### [Data for analysis]
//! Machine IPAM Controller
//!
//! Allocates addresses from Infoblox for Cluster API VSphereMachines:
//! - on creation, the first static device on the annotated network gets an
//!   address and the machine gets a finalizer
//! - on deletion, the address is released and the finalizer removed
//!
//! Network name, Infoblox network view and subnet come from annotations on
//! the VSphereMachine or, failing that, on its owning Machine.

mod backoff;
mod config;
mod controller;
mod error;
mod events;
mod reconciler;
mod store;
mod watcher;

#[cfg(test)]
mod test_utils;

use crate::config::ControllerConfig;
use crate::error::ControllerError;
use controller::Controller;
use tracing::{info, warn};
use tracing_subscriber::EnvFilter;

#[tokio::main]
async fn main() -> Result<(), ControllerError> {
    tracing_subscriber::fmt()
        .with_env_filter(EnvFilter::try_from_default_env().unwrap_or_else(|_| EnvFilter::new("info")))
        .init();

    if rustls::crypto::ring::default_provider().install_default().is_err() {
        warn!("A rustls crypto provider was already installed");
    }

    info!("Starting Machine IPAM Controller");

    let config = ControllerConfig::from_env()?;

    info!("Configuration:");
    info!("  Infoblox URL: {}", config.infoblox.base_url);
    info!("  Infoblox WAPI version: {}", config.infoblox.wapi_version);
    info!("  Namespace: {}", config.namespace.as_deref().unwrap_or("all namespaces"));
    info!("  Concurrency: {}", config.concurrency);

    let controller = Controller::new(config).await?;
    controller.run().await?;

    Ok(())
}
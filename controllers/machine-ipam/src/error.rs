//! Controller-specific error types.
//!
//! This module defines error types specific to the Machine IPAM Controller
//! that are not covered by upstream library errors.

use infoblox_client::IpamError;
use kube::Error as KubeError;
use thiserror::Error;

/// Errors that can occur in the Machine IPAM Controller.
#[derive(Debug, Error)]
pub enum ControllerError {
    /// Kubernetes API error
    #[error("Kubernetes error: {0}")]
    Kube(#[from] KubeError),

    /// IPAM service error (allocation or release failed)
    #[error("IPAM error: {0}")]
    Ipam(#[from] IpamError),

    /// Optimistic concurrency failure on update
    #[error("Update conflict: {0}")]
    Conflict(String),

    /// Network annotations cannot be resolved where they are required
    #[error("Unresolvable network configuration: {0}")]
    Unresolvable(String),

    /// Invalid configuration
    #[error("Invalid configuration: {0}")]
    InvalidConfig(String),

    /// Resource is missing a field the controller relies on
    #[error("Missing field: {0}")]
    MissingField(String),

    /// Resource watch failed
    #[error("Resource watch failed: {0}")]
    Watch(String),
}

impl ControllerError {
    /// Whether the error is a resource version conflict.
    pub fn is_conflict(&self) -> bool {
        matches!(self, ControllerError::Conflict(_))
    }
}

### [What you have to do]
Repeat the material in full, exactly as it stands.

### [Solved problem]
//! Machine IPAM Controller
//!
//! Allocates addresses from Infoblox for Cluster API VSphereMachines:
//! - on creation, the first static device on the annotated network gets an
//!   address and the machine gets a finalizer
//! - on deletion, the address is released and the finalizer removed
//!
//! Network name, Infoblox network view and subnet come from annotations on
//! the VSphereMachine or, failing that, on its owning Machine.

mod backoff;
mod config;
mod controller;
mod error;
mod events;
mod reconciler;
mod store;
mod watcher;

#[cfg(test)]
mod test_utils;

use crate::config::ControllerConfig;
use crate::error::ControllerError;
use controller::Controller;
use tracing::{info, warn};
use tracing_subscriber::EnvFilter;

#[tokio::main]
async fn main() -> Result<(), ControllerError> {
    tracing_subscriber::fmt()
        .with_env_filter(EnvFilter::try_from_default_env().unwrap_or_else(|_| EnvFilter::new("info")))
        .init();

    if rustls::crypto::ring::default_provider().install_default().is_err() {
        warn!("A rustls crypto provider was already installed");
    }

    info!("Starting Machine IPAM Controller");

    let config = ControllerConfig::from_env()?;

    info!("Configuration:");
    info!("  Infoblox URL: {}", config.infoblox.base_url);
    info!("  Infoblox WAPI version: {}", config.infoblox.wapi_version);
    info!("  Namespace: {}", config.namespace.as_deref().unwrap_or("all namespaces"));
    info!("  Concurrency: {}", config.concurrency);

    let controller = Controller::new(config).await?;
    controller.run().await?;

    Ok(())
}
filename controllers/machine-ipam/src/error.rs
//! Controller-specific error types.
//!
//! This module defines error types specific to the Machine IPAM Controller
//! that are not covered by upstream library errors.

use infoblox_client::IpamError;
use kube::Error as KubeError;
use thiserror::Error;

/// Errors that can occur in the Machine IPAM Controller.
#[derive(Debug, Error)]
pub enum ControllerError {
    /// Kubernetes API error
    #[error("Kubernetes error: {0}")]
    Kube(#[from] KubeError),

    /// IPAM service error (allocation or release failed)
    #[error("IPAM error: {0}")]
    Ipam(#[from] IpamError),

    /// Optimistic concurrency failure on update
    #[error("Update conflict: {0}")]
    Conflict(String),

    /// Network annotations cannot be resolved where they are required
    #[error("Unresolvable network configuration: {0}")]
    Unresolvable(String),

    /// Invalid configuration
    #[error("Invalid configuration: {0}")]
    InvalidConfig(String),

    /// Resource is missing a field the controller relies on
    #[error("Missing field: {0}")]
    MissingField(String),

    /// Resource watch failed
    #[error("Resource watch failed: {0}")]
    Watch(String),
}

impl ControllerError {
    /// Whether the error is a resource version conflict.
    pub fn is_conflict(&self) -> bool {
        matches!(self, ControllerError::Conflict(_))
    }
}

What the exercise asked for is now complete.